Feb 17, 2015, 10:09 AM
The training, which began on Monday at the National Nutrition Agency, is part of the recently launched 18-month project entitled ‘Empowering farmers by means of better agricultural journalism’.
It is being implemented by the Network of Agricultural Communicators (NAC) - The Gambia with their Danish counterparts, the Danish Food and Agriculture Journalists (DFAJ).
Those benefiting under the project will be exposed to the basics of news gathering, processing and presentation.They will also be trained on how to deal with complex news stories, ethical standards and creative production and presentation of agricultural stories.
Speaking at the opening ceremony, Lars Frederik Thalbitzer of the DFAJ told the trainees to always remember that they are very important to the people of The Gambia, especially to the farmers.
He said journalists who report on agriculture are important because they deal with an important group in the society who struggle to produce food not only for themselves but also for people in the cities.
“Out in the countryside, there are people who struggle to produce food.Food is of course important so we can eat, but food can also create an income to people. The food they produce shall feed not only themselves but also people in the cities. Therefore, the people producing food - the farmers - are very important,” he said.
Mr Thalbitzer added that there are many farmers who lack information that could help them grow the crops better, and that help them earn more money for the families.He noted that this is where the journalists are important players.

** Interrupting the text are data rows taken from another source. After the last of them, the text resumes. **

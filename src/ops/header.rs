use crate::model::config::EngineConfig;
use crate::model::node::{Hierarchy, HierarchyNode, NodeId};
use crate::model::operation::{ItemRef, LabelOperation};

/// Checkable state each task should end up in after this pass.
///
/// A header or uncheck marker applies to the item carrying it and to every
/// task below it; the nearest marked ancestor-or-self wins. Tasks with no
/// marked ancestor keep whatever state they already have.
#[derive(Debug, Clone)]
pub struct HeaderProjection {
    /// `Some(false)` = header wanted, `Some(true)` = checkable wanted
    wanted: Vec<Option<bool>>,
}

/// Resolve the wanted checkable state for every node in one top-down pass.
/// Disabled nodes take part like any other.
pub fn project_headers(tree: &Hierarchy) -> HeaderProjection {
    let mut wanted: Vec<Option<bool>> = vec![None; tree.len()];
    for id in tree.preorder() {
        let node = tree.node(id);
        let own = if node.tag.header {
            Some(false)
        } else if node.tag.uncheckable_to_checkable {
            Some(true)
        } else {
            None
        };
        wanted[id.0] = own.or_else(|| node.parent.and_then(|p| wanted[p.0]));
    }
    HeaderProjection { wanted }
}

impl HeaderProjection {
    /// Whether the task counts as checkable once this pass is applied
    pub fn is_checkable(&self, tree: &Hierarchy, id: NodeId) -> bool {
        self.wanted[id.0].unwrap_or(tree.node(id).checkable)
    }

    /// The conversion a task needs, if its current state differs from the
    /// wanted one
    pub fn conversion(&self, tree: &Hierarchy, id: NodeId) -> Option<LabelOperation> {
        let node = tree.node(id);
        if !node.kind.is_task() {
            return None;
        }
        match self.wanted[id.0] {
            Some(false) if node.checkable => Some(LabelOperation::ConvertToHeader {
                task_id: node.source_id.clone(),
            }),
            Some(true) if !node.checkable => Some(LabelOperation::ConvertToCheckable {
                task_id: node.source_id.clone(),
            }),
            _ => None,
        }
    }
}

/// Strip a consumed command marker from the item's name
pub fn rename_op(node: &HierarchyNode, config: &EngineConfig) -> Option<LabelOperation> {
    if !config.consume_markers || node.implicit {
        return None;
    }
    let name = node.consumed_name.as_ref()?;
    Some(LabelOperation::Rename {
        item: ItemRef {
            kind: node.kind,
            id: node.source_id.clone(),
        },
        name: name.clone(),
    })
}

“The job of journalists is to find important information and to keep people informed. You are already doing that. That is why you are important people. But if you learn more about journalism, you can do it even better. And you will be even more important to the farmers and the communities,” he told the participants.“Those of you who make radio programmes for people in the cities, you are important because they should know about the situation in the countryside.”
Sang Mendy, country coordinator of the project, said NAC, just like DFAJ, is convinced that better agricultural journalism will help farmers to grow better crops which will in turn spur growth in the rural areas and ultimately in the urban centres.
“Your efforts will only pay dividend when farmers find out that they can improve their lives by doing better agriculture, so I challenge you all to give this training your best shot,” he told the trainees.“The journalism education you will get from this project can be used in all other fields of journalism, so the opportunity before you today, tomorrow and the day after is huge.”
Mr Mendy urged the participants to remember that better agricultural journalism will empower farmers and make them more capable of taking care of their own lives.
“This is the reason why you are all very important people and why it is important you are here and participated throughout the entire project. You are chosen not by mistake by your bosses, so don’t disappoint them. You will be the ones to struggle to find information and process it for the farmers to be successful in the coming years.So please be proud of that and work hard during the course of training period,” the project coordinator told the participants.